▶ What needs to be done
Produce word for word the lines of the data below running from the one that has "next to them." to the one that has "last update is", inclusive, and no others.

>>>>>

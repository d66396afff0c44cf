//! Ports Layer - Hexagonal Architecture Boundaries
//!
//! Defines the interfaces (traits) that the usecases layer
//! requires from the outside world. Adapters implement these traits.
//!
//! Port categories:
//! - `VenueClient`: Quote and swap execution on a liquidity venue
//! - `UpdatePublisher`: Fan-out of order status snapshots to observers

pub mod publisher;
pub mod venue;

pub use publisher::UpdatePublisher;
pub use venue::VenueClient;
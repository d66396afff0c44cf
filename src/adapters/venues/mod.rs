//! Venue Adapters
//!
//! Concrete `VenueClient` implementations. Only simulated venues ship
//! today; real DEX connectors would live next to them.

pub mod simulated;

pub use simulated::{SimulatedVenue, build_venues, generate_tx_hash};
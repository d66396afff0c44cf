//! Retention Sweeper - Eviction of Completed Orders
//!
//! Periodically evicts confirmed/failed orders whose last update is
//! older than the configured TTL. Only runs when a TTL is configured;
//! otherwise the store keeps every order for the life of the process.

use std::sync::Arc;
use std::time::Duration;

use chrono::Utc;
use tokio::sync::broadcast;
use tracing::{debug, info, instrument};

use super::order_store::OrderStore;

/// Evicts terminal orders older than `ttl` every `interval`.
pub struct RetentionSweeper {
  store: Arc<OrderStore>,
  ttl: Duration,
  interval: Duration,
}

impl RetentionSweeper {
  pub fn new(store: Arc<OrderStore>, ttl: Duration, interval: Duration) -> Self {
    Self {
      store,
      ttl,
      interval,
    }
  }

  /// One eviction pass. Returns the number of evicted orders.
  pub fn sweep(&self) -> usize {
    let ttl = chrono::Duration::from_std(self.ttl).unwrap_or(chrono::Duration::MAX);
    let cutoff = Utc::now()
      .checked_sub_signed(ttl)
      .unwrap_or(chrono::DateTime::<Utc>::MIN_UTC);
    self.store.evict_terminal(cutoff)
  }

  /// Run the sweep loop until shutdown.
  #[instrument(skip(self, shutdown_rx), fields(ttl_secs = self.ttl.as_secs()))]
  pub async fn run(self, mut shutdown_rx: broadcast::Receiver<()>) {
    info!("Retention sweeper started");
    loop {
      tokio::select! {
        biased;
        _ = shutdown_rx.recv() => {
          info!("Retention sweeper shutting down");
          return;
        }
        () = tokio::time::sleep(self.interval) => {
          let evicted = self.sweep();
          if evicted > 0 {
            info!(evicted, remaining = self.store.len(), "Completed orders evicted");
          } else {
            debug!("Retention sweep found nothing to evict");
          }
        }
      }
    }
  }
}
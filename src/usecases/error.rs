//! Execution errors raised while an order is in the pipeline.
//!
//! Every variant is final for the order: its message becomes the
//! order's `error` field and the order moves to `failed`.

use thiserror::Error;

use crate::domain::error::TransitionError;
use crate::domain::order::OrderId;
use crate::domain::quote::VenueId;

#[derive(Debug, Error)]
pub enum ExecutionError {
  #[error("no venues configured")]
  NoVenues,

  #[error("quote from {venue} failed: {reason}")]
  QuoteFailed { venue: VenueId, reason: String },

  #[error("no venue returned a usable quote ({failed} failed)")]
  NoQuotes { failed: usize },

  #[error("{stage} on {venue} timed out after {timeout_ms} ms")]
  StageTimeout {
    stage: &'static str,
    venue: VenueId,
    timeout_ms: u64,
  },

  #[error("execution on {venue} failed: {reason}")]
  ExecutionFailed { venue: VenueId, reason: String },

  #[error("order {0} not found")]
  UnknownOrder(OrderId),

  #[error(transparent)]
  Transition(#[from] TransitionError),
}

<<<<<

▶ Result of the task
//! today; real DEX connectors would live next to them.

pub mod simulated;

pub use simulated::{SimulatedVenue, build_venues, generate_tx_hash};
repository d66396afff0c44cf
//! Retention Sweeper - Eviction of Completed Orders
//!
//! Periodically evicts confirmed/failed orders whose last update is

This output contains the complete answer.